The gambling task was adapted from De Martino and colleagues (2006), consisting of a computerized task that required participants to repeatedly choose between two simultaneously presented options: a sure option on the left and a gamble option on the right. At the beginning of each trial in the task, participants were endowed a sum of money ranging from $25 to $100 in increments of $25. Sure options were framed differently across the two within-subject conditions. For the gain condition trials, the sure option was framed in terms of gains (e.g., keep $20), while for the loss condition trials, the sure option was framed in terms of losses (e.g., lose $5). The gain and loss conditions were counterbalanced such that the result of choosing the sure option would be mathematically equivalent between frames. The gamble option had set probabilities for losing or keeping the entire endowed sum (e.g., 80% chance of keeping all and 20% chance of losing all). Pie charts represented the gamble options and depicted outcome probabilities ranging from 20% to 80% in increments of 20%. For each choice situation, gamble option probabilities were equivalent to the expected outcomes of the sure option. Endowment amounts and pie-chart probabilities were counterbalanced between the two frame conditions.
Upon being presented with the choice options, participants first responded to the question “How do you feel about the choice on the left?” (sure option) by pressing the appropriate key for a 7-point Likert-type scale ranging from −3 (very negative) to +3 (very positive). They next answered the same question on the same Likert-type scale about the choice on right (gamble option). After answering these questions about their immediate feelings towards the options, participants were then asked to choose between the gamble and the sure option and made their choices by pressing designated keys on a keyboard. Prior to all analyses, the 7-point Likert scale measuring immediate affect ranging from −3 to +3 was recoded to a 1 (very negative) to 7 (very positive) point scale.
In total, each participant completed 96 trials or choice situations: 32 trials with gain-framed sure options, 32 trials with loss-framed sure options, and 32 catch trials for which expected sure option outcomes and gamble probabilities were not equivalent. For these catch trials, the sure option outcomes were to keep/lose 50% of the endowment whereas the gamble options offered a 95% or 5% chance of keeping/losing the entire endowment. These catch trials were included to ensure active participant engagement in the task; outcomes were skewed so that either the sure or gamble option represented a clearly optimal choice.
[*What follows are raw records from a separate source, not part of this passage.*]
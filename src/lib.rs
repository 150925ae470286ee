pub mod browse;
pub mod config;
pub mod content;
pub mod db;
pub mod logger;
pub mod models;
pub mod progress;
pub mod quiz;
pub mod session;
pub mod ui;
pub mod utils;

// Re-exports for convenience
pub use config::{AppConfig, QuizPolicy};
pub use content::{ContentError, ContentRepository};
pub use db::{MemoryStore, ProgressStore, SqliteStore};
pub use models::{AppState, Question, QuizMode, QuizSession, QuizSummary, Tier};
pub use quiz::{SessionStart, new_session, start_session};
pub use session::handle_quiz_input;
use crate::browse::{LessonBrowser, level_progress};
use crate::content::{ContentBlock, ContentRepository, Lesson};
use crate::ui::key_span;
use ratatui::{
    Frame,
    layout::{Alignment, Constraint, Direction, Layout},
    style::{Color, Modifier, Style},
    text::{Line, Span, Text},
    widgets::{Block, Borders, List, ListItem, Paragraph, Wrap},
};
use std::collections::HashSet;

fn heading(text: &str) -> Line<'static> {
    Line::from(Span::styled(
        text.to_string(),
        Style::default()
            .fg(Color::Cyan)
            .add_modifier(Modifier::BOLD),
    ))
}

/// Full reading view of one lesson.
pub fn lesson_text(lesson: &Lesson, complete: bool) -> Text<'static> {
    let mut text = Text::default();
    text.push_line(Line::from(format!("Level: {}", lesson.level)));
    if complete {
        text.push_line(Line::from(Span::styled(
            "✓ completed",
            Style::default().fg(Color::Green),
        )));
    }

    if !lesson.objectives.is_empty() {
        text.push_line(Line::from(""));
        text.push_line(heading("Objectives"));
        for objective in &lesson.objectives {
            text.push_line(Line::from(format!("• {}", objective)));
        }
    }

    for block in &lesson.content {
        text.push_line(Line::from(""));
        match block {
            ContentBlock::Explanation { text: body } => {
                text.push_line(Line::from(body.clone()));
            }
            ContentBlock::Vocabulary { words } => {
                text.push_line(heading("Vocabulary"));
                for word in words {
                    let phonetic = word
                        .phonetic
                        .as_ref()
                        .map(|p| format!(" [{}]", p))
                        .unwrap_or_default();
                    text.push_line(Line::from(format!(
                        "{} - {}{}",
                        word.foreign, word.native, phonetic
                    )));
                }
            }
            ContentBlock::Example {
                native,
                foreign,
                phonetic,
            } => {
                text.push_line(Line::from(vec![
                    Span::styled(
                        foreign.clone(),
                        Style::default()
                            .fg(Color::Green)
                            .add_modifier(Modifier::BOLD),
                    ),
                    Span::from(format!("  {}", native)),
                ]));
                if let Some(phonetic) = phonetic {
                    text.push_line(Line::from(Span::styled(
                        format!("[{}]", phonetic),
                        Style::default()
                            .fg(Color::Gray)
                            .add_modifier(Modifier::ITALIC),
                    )));
                }
            }
            ContentBlock::Tip { text: tip } => {
                text.push_line(Line::from(Span::styled(
                    format!("Tip: {}", tip),
                    Style::default().fg(Color::Yellow),
                )));
            }
        }
    }
    text
}

pub fn draw_lessons(
    f: &mut Frame,
    browser: &LessonBrowser,
    content: &ContentRepository,
    completed: &HashSet<String>,
    status: Option<&str>,
) {
    let chunks = Layout::default()
        .direction(Direction::Vertical)
        .margin(1)
        .constraints([
            Constraint::Length(3),
            Constraint::Min(5),
            Constraint::Length(1),
            Constraint::Length(3),
        ])
        .split(f.area());

    let reading = browser.reading.as_deref().and_then(|id| content.lesson(id));

    let title = match (reading, &browser.level) {
        (Some(lesson), _) => lesson.title.clone(),
        (None, Some(level)) => format!("Lessons - {}", level),
        (None, None) => "Lessons - all levels".to_string(),
    };
    let header = Paragraph::new(title)
        .style(
            Style::default()
                .fg(Color::Cyan)
                .add_modifier(Modifier::BOLD),
        )
        .alignment(Alignment::Center)
        .block(Block::default().borders(Borders::ALL));
    f.render_widget(header, chunks[0]);

    let help_spans = if let Some(lesson) = reading {
        let body = Paragraph::new(lesson_text(lesson, completed.contains(&lesson.id)))
            .wrap(Wrap { trim: false })
            .scroll((browser.scroll, 0))
            .block(Block::default().borders(Borders::ALL));
        f.render_widget(body, chunks[1]);
        vec![
            key_span("↑/↓"),
            Span::from(" Scroll  "),
            key_span("c"),
            Span::from(" Toggle Completed  "),
            key_span("Esc"),
            Span::from(" Back"),
        ]
    } else {
        let items: Vec<ListItem> = browser
            .visible(content)
            .iter()
            .enumerate()
            .map(|(i, lesson)| {
                let mark = if completed.contains(&lesson.id) { "✓" } else { " " };
                let icon = lesson.icon.as_deref().unwrap_or("•");
                let style = if i == browser.selected {
                    Style::default()
                        .fg(Color::Yellow)
                        .add_modifier(Modifier::BOLD)
                } else {
                    Style::default()
                };
                ListItem::new(format!("[{}] {} {}  ({})", mark, icon, lesson.title, lesson.level))
                    .style(style)
            })
            .collect();
        let levels: Vec<String> = level_progress(content, |id| completed.contains(id))
            .iter()
            .map(|l| format!("{} {}/{}", l.level, l.done, l.total))
            .collect();
        let list = List::new(items).block(
            Block::default()
                .borders(Borders::ALL)
                .title(levels.join("  ")),
        );
        f.render_widget(list, chunks[1]);
        vec![
            key_span("↑/↓"),
            Span::from(" Navigate  "),
            key_span("Enter"),
            Span::from(" Read  "),
            key_span("Tab"),
            Span::from(" Level  "),
            key_span("Esc"),
            Span::from(" Menu"),
        ]
    };

    if let Some(status) = status {
        let line = Paragraph::new(status)
            .style(Style::default().fg(Color::Yellow))
            .alignment(Alignment::Center);
        f.render_widget(line, chunks[2]);
    }

    let help = Paragraph::new(vec![Line::from(help_spans)])
        .alignment(Alignment::Center)
        .block(Block::default().borders(Borders::ALL));
    f.render_widget(help, chunks[3]);
}
//! Integration tests for synchronous form record extraction.
//!
//! Covers the collection-order walk, the skip rules for incomplete and
//! unchecked controls, multi-checkbox grouping, and select handling.

use form_json::{FormControl, FormExtractor, SelectOption};

#[test]
fn test_scalar_field_extraction() {
    let extractor = FormExtractor::new(vec![
        FormControl::text("user", "alice"),
        FormControl::text("email", "alice@example.com"),
    ]);

    let record = extractor.extract();
    assert_eq!(record.len(), 2);
    assert_eq!(record.get("user").and_then(|v| v.as_text()), Some("alice"));
    assert_eq!(record.get("email").and_then(|v| v.as_text()), Some("alice@example.com"));
}

#[test]
fn test_duplicate_names_last_write_wins() {
    let extractor = FormExtractor::new(vec![
        FormControl::text("color", "red"),
        FormControl::text("color", "blue"),
    ]);

    let record = extractor.extract();
    assert_eq!(record.len(), 1);
    assert_eq!(record.get("color").and_then(|v| v.as_text()), Some("blue"));
}

#[test]
fn test_empty_name_or_value_skipped() {
    let extractor = FormExtractor::new(vec![
        FormControl::text("", "orphan"),
        FormControl::text("blank", ""),
        FormControl::text("kept", "value"),
    ]);

    let record = extractor.extract();
    assert_eq!(record.len(), 1);
    assert!(record.contains("kept"));
}

#[test]
fn test_single_checkbox_checked_yields_scalar() {
    let extractor = FormExtractor::new(vec![FormControl::checkbox("agree", "yes").checked()]);

    let record = extractor.extract();
    let value = record.get("agree").expect("checked checkbox should be present");
    assert!(!value.is_array());
    assert_eq!(value.as_text(), Some("yes"));
}

#[test]
fn test_single_checkbox_unchecked_absent() {
    let extractor = FormExtractor::new(vec![FormControl::checkbox("agree", "yes")]);

    let record = extractor.extract();
    assert!(!record.contains("agree"));
}

#[test]
fn test_shared_checkbox_name_is_group_even_with_one_checked() {
    // "tags" names two checkbox controls, so the field is a group no
    // matter how many of them are actually checked.
    let extractor = FormExtractor::new(vec![
        FormControl::checkbox("tags", "x").checked(),
        FormControl::checkbox("tags", "y"),
    ]);

    let record = extractor.extract();
    let value = record.get("tags").expect("one checked box should surface the field");
    assert!(value.is_array());
    assert_eq!(value.as_array(), Some(&["x".to_string()][..]));
}

#[test]
fn test_checkbox_group_values_in_collection_order() {
    let extractor = FormExtractor::new(vec![
        FormControl::checkbox("tags", "a").checked(),
        FormControl::checkbox("tags", "b"),
        FormControl::checkbox("tags", "c").checked(),
        FormControl::checkbox("tags", "d").checked(),
    ]);

    let record = extractor.extract();
    assert_eq!(
        record.get("tags").and_then(|v| v.as_array()),
        Some(&["a".to_string(), "c".to_string(), "d".to_string()][..])
    );
}

#[test]
fn test_checkbox_group_all_unchecked_absent() {
    let extractor = FormExtractor::new(vec![
        FormControl::checkbox("tags", "a"),
        FormControl::checkbox("tags", "b"),
    ]);

    let record = extractor.extract();
    assert!(!record.contains("tags"));
}

#[test]
fn test_radio_group_checked_value_wins() {
    let extractor = FormExtractor::new(vec![
        FormControl::radio("payment", "credit"),
        FormControl::radio("payment", "paypal").checked(),
        FormControl::radio("payment", "cash"),
    ]);

    let record = extractor.extract();
    assert_eq!(record.get("payment").and_then(|v| v.as_text()), Some("paypal"));
}

#[test]
fn test_radio_group_none_checked_absent() {
    let extractor = FormExtractor::new(vec![
        FormControl::radio("payment", "credit"),
        FormControl::radio("payment", "cash"),
    ]);

    let record = extractor.extract();
    assert!(!record.contains("payment"));
}

#[test]
fn test_multi_select_selected_values_in_option_order() {
    let extractor = FormExtractor::new(vec![FormControl::select("letters")
        .multiple()
        .with_options(vec![
            SelectOption::new("a").selected(),
            SelectOption::new("b"),
            SelectOption::new("c").selected(),
        ])]);

    let record = extractor.extract();
    assert_eq!(
        record.get("letters").and_then(|v| v.as_array()),
        Some(&["a".to_string(), "c".to_string()][..])
    );
}

#[test]
fn test_multi_select_nothing_selected_absent() {
    let extractor = FormExtractor::new(vec![FormControl::select("letters")
        .multiple()
        .with_option(SelectOption::new("a"))]);

    let record = extractor.extract();
    assert!(!record.contains("letters"));
}

#[test]
fn test_single_select_reports_first_selected_value() {
    let extractor = FormExtractor::new(vec![FormControl::select("country").with_options(vec![
        SelectOption::new("us"),
        SelectOption::new("ca").selected(),
    ])]);

    let record = extractor.extract();
    let value = record.get("country").expect("selected option should surface the field");
    assert!(!value.is_array());
    assert_eq!(value.as_text(), Some("ca"));
}

#[test]
fn test_file_controls_excluded() {
    let extractor = FormExtractor::new(vec![
        FormControl::text("user", "alice"),
        FormControl::file("avatar"),
    ]);

    let record = extractor.extract();
    assert_eq!(record.len(), 1);
    assert!(!record.contains("avatar"));
}

#[test]
fn test_round_trip_scenario() {
    let extractor = FormExtractor::new(vec![
        FormControl::text("user", "alice"),
        FormControl::checkbox("tags", "x").checked(),
        FormControl::checkbox("tags", "y"),
    ]);

    let record = extractor.extract();
    assert_eq!(
        serde_json::to_string(&record).expect("record should serialize"),
        r#"{"user":"alice","tags":["x"]}"#
    );
}

#[test]
fn test_extraction_is_repeatable() {
    let extractor = FormExtractor::new(vec![
        FormControl::text("user", "alice"),
        FormControl::checkbox("tags", "x").checked(),
        FormControl::checkbox("tags", "y"),
    ]);

    let first = extractor.extract();
    let second = extractor.extract();
    assert_eq!(first, second);
}

#[test]
fn test_mixed_form() {
    let extractor = FormExtractor::new(vec![
        FormControl::text("user", "alice"),
        FormControl::radio("plan", "basic"),
        FormControl::radio("plan", "pro").checked(),
        FormControl::checkbox("newsletter", "yes").checked(),
        FormControl::select("interests")
            .multiple()
            .with_options(vec![
                SelectOption::new("music").selected(),
                SelectOption::new("sports").selected(),
                SelectOption::new("art"),
            ]),
        FormControl::text("", "ignored"),
    ]);

    let record = extractor.extract();
    assert_eq!(record.len(), 4);
    assert_eq!(record.get("plan").and_then(|v| v.as_text()), Some("pro"));
    assert_eq!(record.get("newsletter").and_then(|v| v.as_text()), Some("yes"));
    assert_eq!(
        record.get("interests").and_then(|v| v.as_array()),
        Some(&["music".to_string(), "sports".to_string()][..])
    );
}
//! Inline file encoding as base64 data URIs.
//!
//! File inputs are carried in the result record as `data:` URIs so the
//! record stays a plain string-valued mapping that can be JSON-encoded and
//! shipped anywhere without a side channel for binary content.

use crate::control::FormFile;
use crate::error::Result;
use base64::{engine::general_purpose::STANDARD as BASE64, Engine as _};

/// Media type used when a file does not declare one.
pub const DEFAULT_MEDIA_TYPE: &str = "application/octet-stream";

/// Encode a file as a `data:<media-type>;base64,<payload>` URI.
///
/// Reads the file content (a suspension point for path-backed files) and
/// resolves with the encoded URI. Fails with the underlying read error if
/// the content cannot be read; nothing is retried.
pub async fn encode(file: &FormFile) -> Result<String> {
    let content = file.read().await?;
    let media_type = if file.media_type.is_empty() {
        DEFAULT_MEDIA_TYPE
    } else {
        file.media_type.as_str()
    };
    Ok(format!("data:{};base64,{}", media_type, BASE64.encode(&content)))
}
Positive and negative affect schedule
state version (PANAS; Watson, Clark, & Tellegen, 1988). The PANAS is a 20-item measure of state affect. Participants were instructed to rate the extent they were currently feeling each emotion using a 5-point scale from 1 (very slightly or not at all) to 5 (extremely). Positive and negative items were averaged for positive and negative aggregate scores for each participant. Afterward, the negative average was subtracted from the positive average to get an overall measure of state affect. The PANAS was administered at the beginning of the study to account for the influence of current state affect on the gambling task.
Apparatus
The task was presented on a 19-inch LCD screen using a Dell (Dell Inc., Round Rock, TX) desktop with E-Prime® experimental software (Psychology Software Tools, Inc., Sharpsburg, PA) and a standard keyboard.
Procedure
Upon arrival, participants were seated at a desk with a computer and keyboard, completed a consent form and then completed the PANAS. Next, participants read the gambling task instructions and were informed that they would receive a sum proportional to their total winnings at the end of the study session. These instructions were included to ensure that the task was personally meaningful to the participants. Participants then completed the gambling task.
Results
A series of analyses examined if there was an effect of gain- versus loss-frame on risk taking and immediate affective evaluations of the sure and gamble options. We also examined whether differences in affective evaluations of the choice options between frames could explain risk taking in the task. Although the integral affect ratings were made on a −3 to +3 scale, for ease of presentation and analysis, we recoded the ratings on a 1 to 7 scale (this recoding was used in the subsequent experiments as well). Also, all analyses were conducted with and without controlling for state affect as measured by the PANAS. State affect did not change the pattern of results regarding integral affect or risk taking. As such, the analyses are reported without controlling for state affect.
The Effect of Frame on Risk Taking
A one-way repeated-measures ANOVA examined if there were differences in risk taking between the gain and loss frames. The dependent variable in the analysis was the proportion of trials on which participants selected the gamble option. The proportions could range from 0 (indicating a purely risk-averse pattern) to 1 (indicating a purely risk-seeking pattern). Results indicated that participants were more likely to choose the gamble option in the loss frame (M = .56, SD = .25) than in the gain frame (M = .40, SD = .22), F(1,31) = 26.85, p < .001, η2 = .464.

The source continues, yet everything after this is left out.